IAEA hat eine Waffenruhe am Zaporizhzhia-Kraftwerk bekannt gegeben: Reparaturarbeiten haben begonnen
IAEA hat eine Waffenruhe am Zaporizhzhia-Kraftwerk bekannt gegeben: Reparaturarbeiten haben begonnen

Nach Angaben von ТСН: Die Ukraine und die Russische Föderation haben eine Vereinbarung über einen vorübergehenden Waffenstillstand am Zaporizhzhia-Kraftwerk getroffen, um beschädigte Stromleitungen zu reparieren. Derzeit laufen die Arbeiten zur Wiederherstellung des Stromnetzes bereits aktiv.

Vermittlung durch die IAEA

Die Vereinbarung über die Waffenruhe wurde dank der Vermittlung der Internationalen Atomenergie-Organisation (IAEO) erreicht. Der Generaldirektor der IAEO, Rafael Grossi, dankte beiden Seiten für ihre effektive Zusammenarbeit in diesem Prozess.

Situation am Zaporizhzhia-Kraftwerk

Es wird erwartet, dass die Reparaturarbeiten mehrere Tage dauern. Zuvor wurde berichtet, dass während der Luftangriffe der russischen Militärs Angriffe auf die Energieanlagen der Ukraine durchgeführt wurden, einschließlich der Umspannwerke zweier Atomkraftwerke.

Das Zaporizhzhia-Kraftwerk, das vor dem großangelegten Überfall etwa 20 % des Stroms der Ukraine lieferte und den Energieexport nach Europa ermöglichte, steht jetzt unter russischer Kontrolle. Vertreter der ukrainischen Behörden behaupten, dass das Kraftwerk in eine Militärbasis umgewandelt wurde. Von dessen Gebiet aus führen russische Truppen Angriffe auf Nikopol durch, das sich am anderen Ufer des Dnipro befindet.

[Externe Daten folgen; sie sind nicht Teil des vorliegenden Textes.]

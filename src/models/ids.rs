//! Transaction identifier
//!
//! Ids are positional: the transaction at 1-based position `n` in the ledger
//! file has id `n`. They are recomputed after every add or delete.

use serde::{Deserialize, Serialize};
use std::fmt;
use std::num::NonZeroU32;
use std::str::FromStr;

/// Dense, 1-based transaction id
#[derive(Debug, Clone, Copy, PartialEq, Eq, PartialOrd, Ord, Hash, Serialize, Deserialize)]
#[serde(transparent)]
pub struct TransactionId(NonZeroU32);

impl TransactionId {
    /// Id for the transaction stored at the given 0-based index
    pub fn from_position(index: usize) -> Self {
        let value = u32::try_from(index)
            .ok()
            .and_then(|i| i.checked_add(1))
            .and_then(NonZeroU32::new)
            .unwrap_or(NonZeroU32::MAX);
        Self(value)
    }

    /// Create an id from a raw value, `None` for zero
    pub fn new(value: u32) -> Option<Self> {
        NonZeroU32::new(value).map(Self)
    }

    /// Get the raw value
    pub fn get(&self) -> u32 {
        self.0.get()
    }
}

impl fmt::Display for TransactionId {
    fn fmt(&self, f: &mut fmt::Formatter<'_>) -> fmt::Result {
        write!(f, "{}", self.0)
    }
}

impl FromStr for TransactionId {
    type Err = IdParseError;

    fn from_str(s: &str) -> Result<Self, Self::Err> {
        let s = s.trim();
        // Accept the "#3" form used in confirmation output
        let digits = s.strip_prefix('#').unwrap_or(s);
        digits
            .parse::<NonZeroU32>()
            .map(Self)
            .map_err(|_| IdParseError(s.to_string()))
    }
}

/// Error returned when an id is not a positive integer
#[derive(Debug, Clone, PartialEq, Eq)]
pub struct IdParseError(pub String);

impl fmt::Display for IdParseError {
    fn fmt(&self, f: &mut fmt::Formatter<'_>) -> fmt::Result {
        write!(f, "Invalid id '{}': expected a positive integer", self.0)
    }
}

impl std::error::Error for IdParseError {}
//! Transaction display formatting
//!
//! Turns transactions into display-bound views: amounts are tagged with a tone
//! from the transaction type, then projected onto the compact or verbose
//! column set and rendered as a table. Nothing here is fed back into the
//! ledger.

use chrono::format::{Item, StrftimeItems};
use crossterm::style::Stylize;
use tabled::builder::Builder;
use tabled::settings::Style;

use crate::config::Settings;
use crate::models::{Money, Transaction, TransactionId, TransactionType};
use crate::storage::HEADER_FIELDS;

const FALLBACK_DATE_FORMAT: &str = "%Y-%m-%d";

const VERBOSE_COLUMNS: &[&str] = &HEADER_FIELDS;
const COMPACT_COLUMNS: &[&str] = &["Id", "Date", "Description", "Amount"];

/// Color tone attached to an amount
#[derive(Debug, Clone, Copy, PartialEq, Eq)]
pub enum AmountTone {
    /// Money going out
    Warning,
    /// Money coming in
    Positive,
}

impl From<TransactionType> for AmountTone {
    fn from(kind: TransactionType) -> Self {
        match kind {
            TransactionType::Expense => Self::Warning,
            TransactionType::Income => Self::Positive,
        }
    }
}

/// Formatted amount text plus the tone it should be shown in
#[derive(Debug, Clone, PartialEq, Eq)]
pub struct TaggedAmount {
    pub text: String,
    pub tone: AmountTone,
}

impl TaggedAmount {
    pub fn new(amount: Money, kind: TransactionType, symbol: &str) -> Self {
        Self {
            text: amount.format_with_symbol(symbol),
            tone: kind.into(),
        }
    }

    /// Render with ANSI color when `color` is set
    pub fn render(&self, color: bool) -> String {
        if !color {
            return self.text.clone();
        }
        match self.tone {
            AmountTone::Warning => self.text.clone().red().to_string(),
            AmountTone::Positive => self.text.clone().green().to_string(),
        }
    }
}

/// How transactions should be rendered
#[derive(Debug, Clone)]
pub struct DisplayOptions {
    /// Include the Type column
    pub verbose: bool,
    /// Emit ANSI colors
    pub color: bool,
    pub currency_symbol: String,
    pub date_format: String,
}

impl Default for DisplayOptions {
    fn default() -> Self {
        Self {
            verbose: false,
            color: false,
            currency_symbol: "$".into(),
            date_format: FALLBACK_DATE_FORMAT.into(),
        }
    }
}

impl DisplayOptions {
    /// Build options from the user's settings
    pub fn from_settings(settings: &Settings, color: bool) -> Self {
        Self {
            verbose: false,
            color: color && settings.color,
            currency_symbol: settings.currency_symbol.clone(),
            date_format: settings.date_format.clone(),
        }
    }

    /// Same options with the verbose flag set
    pub fn verbose(mut self, verbose: bool) -> Self {
        self.verbose = verbose;
        self
    }

    /// Format a date, falling back to ISO when the configured format is invalid
    pub fn format_date(&self, date: chrono::NaiveDate) -> String {
        let valid = !StrftimeItems::new(&self.date_format).any(|item| matches!(item, Item::Error));
        let format = if valid {
            self.date_format.as_str()
        } else {
            FALLBACK_DATE_FORMAT
        };
        date.format(format).to_string()
    }
}

/// One display row. `kind` is only present in verbose mode.
#[derive(Debug, Clone, PartialEq, Eq)]
pub struct TransactionView {
    pub id: TransactionId,
    pub date: String,
    pub description: String,
    pub amount: TaggedAmount,
    pub kind: Option<TransactionType>,
}

impl TransactionView {
    /// Cell values in column order
    pub fn cells(&self, color: bool) -> Vec<String> {
        let mut cells = vec![
            self.id.to_string(),
            self.date.clone(),
            self.description.clone(),
            self.amount.render(color),
        ];
        if let Some(kind) = self.kind {
            cells.push(kind.to_string());
        }
        cells
    }
}

/// Column headers for the chosen mode
pub fn columns(verbose: bool) -> &'static [&'static str] {
    if verbose {
        VERBOSE_COLUMNS
    } else {
        COMPACT_COLUMNS
    }
}

/// Tag every amount, then project onto the chosen column set
pub fn build_views(transactions: &[Transaction], options: &DisplayOptions) -> Vec<TransactionView> {
    transactions
        .iter()
        .map(|txn| TransactionView {
            id: txn.id,
            date: options.format_date(txn.date),
            description: txn.description.clone(),
            amount: TaggedAmount::new(txn.amount, txn.kind, &options.currency_symbol),
            kind: options.verbose.then_some(txn.kind),
        })
        .collect()
}

/// Render transactions as a table followed by a row count
pub fn format_transaction_table(transactions: &[Transaction], options: &DisplayOptions) -> String {
    let mut builder = Builder::default();

    builder.push_record(columns(options.verbose).iter().map(|&name| {
        if options.color {
            name.bold().to_string()
        } else {
            name.to_string()
        }
    }));

    for view in build_views(transactions, options) {
        builder.push_record(view.cells(options.color));
    }

    let mut table = builder.build();
    table.with(Style::rounded());

    format!("{}\n{}\n", table, count_label(transactions.len()))
}

/// Multi-line details for a single transaction (used after add/edit/delete)
pub fn format_transaction_details(txn: &Transaction, options: &DisplayOptions) -> String {
    let amount = TaggedAmount::new(txn.amount, txn.kind, &options.currency_symbol);

    let mut output = String::new();
    output.push_str(&format!("  ID:          {}\n", txn.id));
    output.push_str(&format!("  Date:        {}\n", options.format_date(txn.date)));
    output.push_str(&format!("  Description: {}\n", txn.description));
    output.push_str(&format!("  Amount:      {}\n", amount.render(options.color)));
    output.push_str(&format!("  Type:        {}\n", txn.kind));
    output
}

fn count_label(count: usize) -> String {
    if count == 1 {
        "1 transaction".to_string()
    } else {
        format!("{} transactions", count)
    }
}
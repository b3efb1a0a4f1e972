//! Business logic layer for cents
//!
//! Services sit between the CLI and storage: they validate input, apply
//! ledger rules and record the audit trail.

pub mod ledger;

pub use ledger::{
    parse_amount, parse_id, parse_type, renumber, EditOutcome, LedgerService, Listing,
    NewTransaction, TransactionFilter, TransactionUpdate,
};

Diese Vereinbarung über den Waffenstillstand ist ein wichtiger Schritt zur Gewährleistung der Sicherheit und Stabilität in einer Region, in der die Energieinfrastruktur erheblichen Beschädigungen ausgesetzt ist. Die Wiederinbetriebnahme des Zaporizhzhia-Kraftwerks ist von entscheidender Bedeutung nicht nur für die Ukraine, sondern auch für die Energiesicherheit Europas. Die Situation bleibt angespannt, und die weitere Entwicklung der Ereignisse im Kraftwerksbereich sollte von internationalen Beobachtern überwacht werden.